Bloomberg | Bloomberg | Getty Images
Hedge fund giant Bridgewater Associates divested from U.S.-listed Chinese stocks in the second quarter, signaling a clear pullback from the market amid rising geopolitical strains and weakening investor confidence in China’s economic prospects.
According to its latest quarterly update to the U.S. Securities and Exchange Commission — known as 13F — on Wednesday, the fund closed out stakes in several Chinese companies, including major names like Baidu, Alibaba, JD.com, PDD Holdings, Nio, Trip.com Group, and Yum China. Other names include Qifu Technology and Ke Holdings.
The hedge fund also reduced its stake in Apple, but increased its Microsoft and Nvidia holdings.
Longtime China bull Ray Dalio, who founded Bridgewater Associates, had previously defended his investments in China. Last April, Dalio flagged Beijing’s conflict with the U.S. and depressed prices among key challenges plaguing China’s economy, but noted that the problems were “manageable by Chinese leaders if they do their jobs well.”

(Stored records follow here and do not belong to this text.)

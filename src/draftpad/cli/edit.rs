//! Line-based editing session.
//!
//! Each stdin line is appended to the buffer, except lines starting with `:`,
//! which are session commands. `::text` appends a literal `:text`. End of
//! input behaves like `:quit`.

use super::print::{print_documents, print_messages, print_preview};
use colored::Colorize;
use draftpad::api::DraftApi;
use draftpad::config::DraftConfig;
use draftpad::error::{DraftError, Result};
use draftpad::render::Renderer;
use draftpad::session::{Binding, NavigationOutcome, NavigationState, SaveOutcome, Session};
use draftpad::store::DocumentStore;
use std::str::FromStr;
use tokio::io::{AsyncBufReadExt, BufReader};

const HELP: &str = "\
:open <sel>     open a document (index, id prefix or title)
:new            start a new document
:save [title]   save the buffer
:discard        confirm: drop unsaved changes and continue
:save-open      confirm: save, then continue
:cancel         confirm: stay on the current buffer
:rename <sel> <title>
                rename a document (selector without spaces)
:delete <sel>   delete a document
:list           list documents
:preview        print the rendered preview
:status         show binding and unsaved state
:quit           flush autosave and exit";

#[derive(Debug, PartialEq, Eq)]
enum EditorInput {
    Text(String),
    Open(String),
    New,
    Save(String),
    Discard,
    SaveOpen,
    Cancel,
    Rename(String, String),
    Delete(String),
    List,
    Preview,
    Status,
    Help,
    Quit,
}

impl FromStr for EditorInput {
    type Err = String;

    fn from_str(line: &str) -> std::result::Result<Self, Self::Err> {
        if let Some(literal) = line.strip_prefix("::") {
            return Ok(EditorInput::Text(format!(":{}", literal)));
        }
        let Some(command) = line.strip_prefix(':') else {
            return Ok(EditorInput::Text(line.to_string()));
        };

        let (name, arg) = match command.trim().split_once(char::is_whitespace) {
            Some((name, arg)) => (name, arg.trim().to_string()),
            None => (command.trim(), String::new()),
        };
        let needs_arg = |input: fn(String) -> EditorInput| {
            if arg.is_empty() {
                Err(format!(":{} needs a document selector", name))
            } else {
                Ok(input(arg.clone()))
            }
        };

        match name {
            "open" | "o" => needs_arg(EditorInput::Open),
            "new" | "n" => Ok(EditorInput::New),
            "save" | "w" => Ok(EditorInput::Save(arg)),
            "discard" => Ok(EditorInput::Discard),
            "save-open" => Ok(EditorInput::SaveOpen),
            "cancel" => Ok(EditorInput::Cancel),
            "rename" | "mv" => match arg.split_once(char::is_whitespace) {
                Some((selector, title)) if !title.trim().is_empty() => Ok(EditorInput::Rename(
                    selector.to_string(),
                    title.trim().to_string(),
                )),
                _ => Err(":rename needs a document selector and a title".to_string()),
            },
            "delete" | "rm" => needs_arg(EditorInput::Delete),
            "list" | "ls" => Ok(EditorInput::List),
            "preview" | "p" => Ok(EditorInput::Preview),
            "status" => Ok(EditorInput::Status),
            "help" | "h" => Ok(EditorInput::Help),
            "quit" | "q" => Ok(EditorInput::Quit),
            other => Err(format!("Unknown command :{} (try :help)", other)),
        }
    }
}

enum Flow {
    Continue,
    Quit,
}

pub(super) async fn run_editor<S: DocumentStore>(
    api: &DraftApi<S>,
    selector: Option<String>,
) -> Result<()> {
    let config = api.config()?;
    let session = api.session()?;

    match selector {
        Some(selector) => {
            let dp = api.resolve(&selector).await?;
            session.open_by_id(dp.document.id).await?;
        }
        None => {
            session.restore_autosave().await?;
        }
    }
    print_messages(&session.take_messages());

    let mut lines = BufReader::new(tokio::io::stdin()).lines();
    while let Some(line) = lines.next_line().await? {
        let flow = match line.parse::<EditorInput>() {
            Ok(input) => handle_input(api, &session, input, &config).await,
            Err(msg) => Err(DraftError::Api(msg)),
        };

        let queued = session.take_messages();
        match flow {
            Ok(Flow::Continue) => print_messages(&queued),
            Ok(Flow::Quit) => {
                print_messages(&queued);
                break;
            }
            // Session operations queue their own error message.
            Err(err) => {
                if queued.is_empty() {
                    println!("{}", err.to_string().red());
                }
                print_messages(&queued);
            }
        }
    }

    session.flush_autosave().await?;
    print_messages(&session.take_messages());
    Ok(())
}

async fn handle_input<S: DocumentStore, R: Renderer>(
    api: &DraftApi<S>,
    session: &Session<S, R>,
    input: EditorInput,
    config: &DraftConfig,
) -> Result<Flow> {
    match input {
        EditorInput::Text(text) => {
            let mut buffer = session.buffer();
            if !buffer.is_empty() {
                buffer.push('\n');
            }
            buffer.push_str(&text);
            session.buffer_changed(buffer);
        }
        EditorInput::Open(selector) => {
            let dp = api.resolve(&selector).await?;
            let outcome = session.open_by_id(dp.document.id).await?;
            print_navigation(outcome);
        }
        EditorInput::New => print_navigation(session.request_new()),
        EditorInput::Save(title) => {
            if let SaveOutcome::Ignored = session.explicit_save(&title).await? {
                println!("{}", "Finish the pending confirmation first.".yellow());
            }
        }
        EditorInput::Discard => print_navigation(session.discard()),
        EditorInput::SaveOpen => print_navigation(session.save_and_open().await?),
        EditorInput::Cancel => print_navigation(session.cancel()),
        EditorInput::Rename(selector, title) => {
            let dp = api.resolve(&selector).await?;
            session.rename(dp.document.id, &title).await?;
        }
        EditorInput::Delete(selector) => {
            let dp = api.resolve(&selector).await?;
            session.delete(dp.document.id).await?;
        }
        EditorInput::List => print_documents(&session.list_documents().await?),
        EditorInput::Preview => {
            // let a pending render land first
            tokio::time::sleep(config.preview_window() * 2).await;
            print_preview(session.preview().content());
        }
        EditorInput::Status => print_status(session),
        EditorInput::Help => println!("{}", HELP),
        EditorInput::Quit => return Ok(Flow::Quit),
    }
    Ok(Flow::Continue)
}

fn print_navigation(outcome: NavigationOutcome) {
    match outcome {
        NavigationOutcome::Applied | NavigationOutcome::Cancelled => {}
        NavigationOutcome::ConfirmRequired => println!(
            "{}",
            "Unsaved changes. :discard, :save-open or :cancel".yellow()
        ),
        NavigationOutcome::Ignored => println!("{}", "Not now, the session is busy.".yellow()),
    }
}

fn print_status<S: DocumentStore, R: Renderer>(session: &Session<S, R>) {
    let binding = match session.binding() {
        Binding::Unbound => "unsaved draft".to_string(),
        Binding::Bound(id) => format!("document {}", id),
    };
    let navigation = match session.navigation_state() {
        NavigationState::Idle => "idle",
        NavigationState::ConfirmPending(_) => "awaiting confirmation",
        NavigationState::SaveModalOpen => "saving",
        NavigationState::Busy => "busy",
    };
    let changes = if session.has_unsaved_changes() {
        "unsaved changes".yellow()
    } else {
        "no unsaved changes".green()
    };
    println!("{}, {}, {}", binding, navigation, changes);
}
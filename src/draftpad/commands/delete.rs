use crate::commands::{CmdMessage, CmdResult};
use crate::error::{Result, StoreError};
use crate::model::DocumentId;
use crate::store::DocumentStore;

pub async fn run<S: DocumentStore>(store: &S, id: DocumentId) -> Result<CmdResult> {
    let doc = store.get(id).await?.ok_or(StoreError::NotFound(id))?;
    store.delete(id).await?;

    let mut result = CmdResult::default();
    result.add_message(CmdMessage::success(format!(
        "Document deleted: {}",
        doc.title
    )));
    Ok(result.with_affected_documents(vec![doc]))
}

In April this year, the billionaire investor called for a rebalancing in U.S.-China relations, arguing that trade imbalances have hollowed out U.S. manufacturing. He also urged both sides to reach a deal to “engineer big reductions in these imbalances.”
As of the start of August, Dalio sold his remaining stake in Bridgewater and stepped away from the board, but remains a mentor to the hedge fund’s investment team.

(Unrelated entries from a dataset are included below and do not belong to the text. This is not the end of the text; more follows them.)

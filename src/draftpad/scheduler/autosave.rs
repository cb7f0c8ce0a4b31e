use super::Debouncer;
use crate::commands::{CmdMessage, MessageQueue};
use crate::store::DocumentStore;
use std::sync::Arc;
use std::time::Duration;
use tracing::{debug, warn};

/// Debounced writes of the buffer into the autosave slot.
///
/// The content is captured when the write is scheduled. The session must call
/// [`cancel_pending`](Self::cancel_pending) before it replaces the buffer
/// wholesale, otherwise a timer armed against the old text could fire after the
/// new text is on screen.
pub struct AutosaveScheduler<S: DocumentStore> {
    store: Arc<S>,
    messages: MessageQueue,
    timer: Debouncer,
}

impl<S: DocumentStore> AutosaveScheduler<S> {
    pub fn new(store: Arc<S>, window: Duration, messages: MessageQueue) -> Self {
        Self {
            store,
            messages,
            timer: Debouncer::new(window),
        }
    }

    pub fn schedule_autosave(&self, content: String) {
        let store = Arc::clone(&self.store);
        let messages = self.messages.clone();
        self.timer.schedule(move || async move {
            match store.autosave_write(&content).await {
                Ok(()) => debug!(bytes = content.len(), "autosaved buffer"),
                Err(err) => {
                    warn!(error = %err, "autosave failed");
                    messages.push(CmdMessage::warning(format!("Autosave failed: {}", err)));
                }
            }
        });
    }

    /// Synchronously drop a write that has not fired yet.
    pub fn cancel_pending(&self) -> bool {
        let cancelled = self.timer.cancel();
        if cancelled {
            debug!("cancelled pending autosave");
        }
        cancelled
    }

    pub fn is_pending(&self) -> bool {
        self.timer.is_pending()
    }
}

#[cfg(test)]
mod tests {
    use super::*;
    use crate::commands::MessageLevel;
    use crate::store::memory::fixtures::FlakyStore;
    use crate::store::memory::InMemoryStore;

    const WINDOW: Duration = Duration::from_millis(1000);

    fn scheduler() -> (Arc<FlakyStore>, MessageQueue, AutosaveScheduler<FlakyStore>) {
        let store = Arc::new(FlakyStore::new(InMemoryStore::new()));
        let messages = MessageQueue::default();
        let scheduler = AutosaveScheduler::new(Arc::clone(&store), WINDOW, messages.clone());
        (store, messages, scheduler)
    }

    async fn slot(store: &FlakyStore) -> Option<String> {
        store
            .inner
            .autosave_read()
            .await
            .unwrap()
            .map(|record| record.content)
    }

    #[tokio::test(start_paused = true)]
    async fn coalesces_into_one_write_of_latest_content() {
        let (store, _messages, scheduler) = scheduler();

        scheduler.schedule_autosave("a".into());
        tokio::time::sleep(Duration::from_millis(400)).await;
        scheduler.schedule_autosave("ab".into());
        tokio::time::sleep(Duration::from_millis(400)).await;
        scheduler.schedule_autosave("abc".into());
        tokio::time::sleep(WINDOW * 2).await;

        assert_eq!(store.autosave_writes(), 1);
        assert_eq!(slot(&store).await.as_deref(), Some("abc"));
    }

    #[tokio::test(start_paused = true)]
    async fn cancel_leaves_slot_untouched() {
        let (store, _messages, scheduler) = scheduler();
        store.inner.autosave_write("recovered").await.unwrap();

        scheduler.schedule_autosave("stale".into());
        assert!(scheduler.is_pending());
        assert!(scheduler.cancel_pending());
        tokio::time::sleep(WINDOW * 3).await;

        assert_eq!(store.autosave_writes(), 0);
        assert_eq!(slot(&store).await.as_deref(), Some("recovered"));
    }

    #[tokio::test(start_paused = true)]
    async fn failure_is_reported_as_warning() {
        let (store, messages, scheduler) = scheduler();
        store.set_failing(true);

        scheduler.schedule_autosave("text".into());
        tokio::time::sleep(WINDOW * 2).await;

        let drained = messages.take();
        assert_eq!(drained.len(), 1);
        assert_eq!(drained[0].level, MessageLevel::Warning);
        assert!(drained[0].content.contains("disk full"));
    }

    #[tokio::test(start_paused = true)]
    async fn in_flight_write_is_not_aborted_by_cancel() {
        let (store, _messages, scheduler) = scheduler();
        store.set_latency(Duration::from_millis(500));

        scheduler.schedule_autosave("in flight".into());
        tokio::time::sleep(WINDOW + Duration::from_millis(100)).await;
        assert!(!scheduler.cancel_pending());
        tokio::time::sleep(Duration::from_secs(1)).await;

        assert_eq!(slot(&store).await.as_deref(), Some("in flight"));
    }
}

The developments come as the tariff truce between Washington and Beijing was extended by another 90 days on Monday. Without the pause, U.S. tariffs on Chinese goods were set to go up to 145%, while Chinese duties were set at 125%. The current levy on Chinese imports to the U.S. stands at 30%, while U.S. exports to China will incur a 10% tariff.
Bridgewater did not respond to a request for comment.